The Cu Chi Tunnels: Travelling Through Time and History

It is bad enough to live in cramped quarters without any electricity, how much more in a tunnel shared with thousands of other people. Impossible as it sounds, but this was how more than 16,000 Vietnamese lived for many years in what is now known as the Cu Chi Tunnels during their war with America between 1956 and 1975.

They are not your regular tunnels, but a very complex network of tunnels which served as hospitals, living quarters, communication and supply routes, as well as storage areas for the weapons and food of the Viet Cong guerrillas. They were constructed without using any sophisticated machines or tools but only crude tools and human resilience. The Viet Cong guerrillas began building them during their resistance against the French in the late 1940s. Its original purpose was for communication between villages without getting detected by the French army. In 1960, however, Vietnam’s National Liberation Front began excavating and extending the tunnels. The tunnel system was very strategic contributing to the victory of the North Vietnamese Army against the Americans.

Most of these secret tunnels were built underneath American bases. Its importance was not only limited to military purposes but also became the hub of the Vietnamese community life as the Americans burned and destroyed villages. Everything proceeded as normal for the Vietnamese in these tunnels where lovers met, couples got married, children went to school, and performances were held.

All was not normal, of course. The Vietnamese had to face the challenges of living in cramped quarters where ants, scorpions, vermin, and poisonous centipedes thrive. Aside from that, they have to ration everything because food, water, and even air were scarce. Most of the time, they only got out of the tunnels at night to scavenge anything that would be useful for the community whether they were supplies or food. At times when the Americans bombed and infiltrate villages, they had to remain in these claustrophobic quarters for what seemed like endless days. Those living conditions made sickness, especially malaria, rampant. In fact, it has become the second major cause of death among the Vietnamese during that time. Aside from that, most of the tunnel inhabitants had serious cases of intestinal parasites.

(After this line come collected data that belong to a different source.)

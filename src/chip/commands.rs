//! PN53x opcode catalog (spec §6.1) and status-bearing command classification
//! (spec §4.9).

/// Feature-support mask bits, mirroring spec §6.1's "1=PN531, 2=PN532, 4=PN533".
pub const SUPPORTED_PN531: u8 = 1;
pub const SUPPORTED_PN532: u8 = 2;
pub const SUPPORTED_PN533: u8 = 4;
pub const SUPPORTED_ALL: u8 = SUPPORTED_PN531 | SUPPORTED_PN532 | SUPPORTED_PN533;

macro_rules! opcodes {
    ($( $name:ident = $code:literal / $mask:expr ),+ $(,)?) => {
        $( pub const $name: u8 = $code; )+

        /// Returns the feature-support mask for a given opcode, or `None` if unknown.
        pub fn support_mask(opcode: u8) -> Option<u8> {
            match opcode {
                $( $code => Some($mask), )+
                _ => None,
            }
        }
    };
}

opcodes! {
    DIAGNOSE = 0x00 / SUPPORTED_ALL,
    GET_FIRMWARE_VERSION = 0x02 / SUPPORTED_ALL,
    GET_GENERAL_STATUS = 0x04 / SUPPORTED_ALL,
    READ_REGISTER = 0x06 / SUPPORTED_ALL,
    WRITE_REGISTER = 0x08 / SUPPORTED_ALL,
    READ_GPIO = 0x0C / SUPPORTED_ALL,
    WRITE_GPIO = 0x0E / SUPPORTED_ALL,
    SET_SERIAL_BAUD_RATE = 0x10 / SUPPORTED_ALL,
    SET_PARAMETERS = 0x12 / SUPPORTED_ALL,
    SAM_CONFIGURATION = 0x14 / (SUPPORTED_PN532 | SUPPORTED_PN533),
    POWER_DOWN = 0x16 / (SUPPORTED_PN532 | SUPPORTED_PN533),
    ALPAR_COMMAND_FOR_TDA = 0x18 / SUPPORTED_PN533,
    RF_CONFIGURATION = 0x32 / SUPPORTED_ALL,
    RF_REGULATION_TEST = 0x58 / SUPPORTED_ALL,
    IN_JUMP_FOR_DEP = 0x56 / SUPPORTED_ALL,
    IN_JUMP_FOR_PSL = 0x46 / SUPPORTED_ALL,
    IN_LIST_PASSIVE_TARGET = 0x4A / SUPPORTED_ALL,
    IN_ATR = 0x50 / SUPPORTED_ALL,
    IN_PSL = 0x4E / SUPPORTED_ALL,
    IN_DATA_EXCHANGE = 0x40 / SUPPORTED_ALL,
    IN_COMMUNICATE_THRU = 0x42 / SUPPORTED_ALL,
    IN_QUARTET_BYTE_EXCHANGE = 0x38 / SUPPORTED_PN533,
    IN_DESELECT = 0x44 / SUPPORTED_ALL,
    IN_RELEASE = 0x52 / SUPPORTED_ALL,
    IN_SELECT = 0x54 / SUPPORTED_ALL,
    IN_AUTO_POLL = 0x60 / SUPPORTED_PN532,
    IN_ACTIVATE_DEACTIVATE_PAYPASS = 0x48 / SUPPORTED_PN533,
    TG_INIT_AS_TARGET = 0x8C / SUPPORTED_ALL,
    TG_SET_GENERAL_BYTES = 0x92 / SUPPORTED_ALL,
    TG_GET_DATA = 0x86 / SUPPORTED_ALL,
    TG_SET_DATA = 0x8E / SUPPORTED_ALL,
    TG_SET_METADATA = 0x94 / SUPPORTED_ALL,
    TG_GET_INITIATOR_COMMAND = 0x88 / SUPPORTED_ALL,
    TG_RESPONSE_TO_INITIATOR = 0x90 / SUPPORTED_ALL,
    TG_GET_TARGET_STATUS = 0x8A / SUPPORTED_ALL,
}

/// Commands whose first reply byte is a chip-level status to extract and
/// check (spec §4.9). Commands not in this list (`ReadRegister`,
/// `WriteRegister`, `SetParameters`, `RFConfiguration`,
/// `GetFirmwareVersion`, `Diagnose`) leave `last_error := 0` unconditionally.
pub fn is_status_bearing(opcode: u8) -> bool {
    matches!(
        opcode,
        POWER_DOWN
            | IN_DATA_EXCHANGE
            | IN_COMMUNICATE_THRU
            | IN_JUMP_FOR_PSL
            | IN_PSL
            | IN_ATR
            | IN_SELECT
            | IN_JUMP_FOR_DEP
            | TG_GET_DATA
            | TG_GET_INITIATOR_COMMAND
            | TG_SET_DATA
            | TG_RESPONSE_TO_INITIATOR
            | TG_SET_GENERAL_BYTES
            | TG_SET_METADATA
    )
}

/// `InDeselect`/`InRelease` are status-bearing on PN531/PN532 but
/// status-free on RC-S360 (spec §4.9, Open Question resolved in
/// SPEC_FULL.md §3.2 / DESIGN.md).
pub fn is_status_bearing_for_variant(opcode: u8, variant: crate::chip::capability::ChipVariant) -> bool {
    use crate::chip::capability::ChipVariant;
    if matches!(opcode, IN_DESELECT | IN_RELEASE) {
        return !matches!(variant, ChipVariant::RcS360);
    }
    is_status_bearing(opcode)
}

#[cfg(test)]
mod tests {
    use super::*;
    use crate::chip::capability::ChipVariant;

    #[test]
    fn in_data_exchange_is_status_bearing_everywhere() {
        assert!(is_status_bearing_for_variant(IN_DATA_EXCHANGE, ChipVariant::Pn531));
        assert!(is_status_bearing_for_variant(IN_DATA_EXCHANGE, ChipVariant::RcS360));
    }

    #[test]
    fn in_deselect_diverges_on_rcs360() {
        assert!(is_status_bearing_for_variant(IN_DESELECT, ChipVariant::Pn531));
        assert!(is_status_bearing_for_variant(IN_DESELECT, ChipVariant::Pn532));
        assert!(!is_status_bearing_for_variant(IN_DESELECT, ChipVariant::RcS360));
    }

    #[test]
    fn read_register_carries_no_status() {
        assert!(!is_status_bearing(READ_REGISTER));
        assert!(!is_status_bearing(GET_FIRMWARE_VERSION));
        assert!(!is_status_bearing(DIAGNOSE));
    }

    #[test]
    fn in_auto_poll_is_pn532_only() {
        assert_eq!(support_mask(IN_AUTO_POLL), Some(SUPPORTED_PN532));
    }
}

While the Cu Chi tunnels had been a haven for the Vietnamese, it became a source of frustration for the Americans. They had tried various methods of detection and infiltration which were all a failure. The American troops conducted large scale operations burning villages, bulldozing jungles, and destroying rice paddies. They deployed planes which sprayed chemicals to defoliate the areas burning it afterwards. Through all these offensive attacks, the Vietnamese guerrillas, along with the rest of the villages, remained safe and secured in their tunnels. Despite this, only 6,000 Vietnamese from the original 16,000 tunnel inhabitants were able to survive after the war.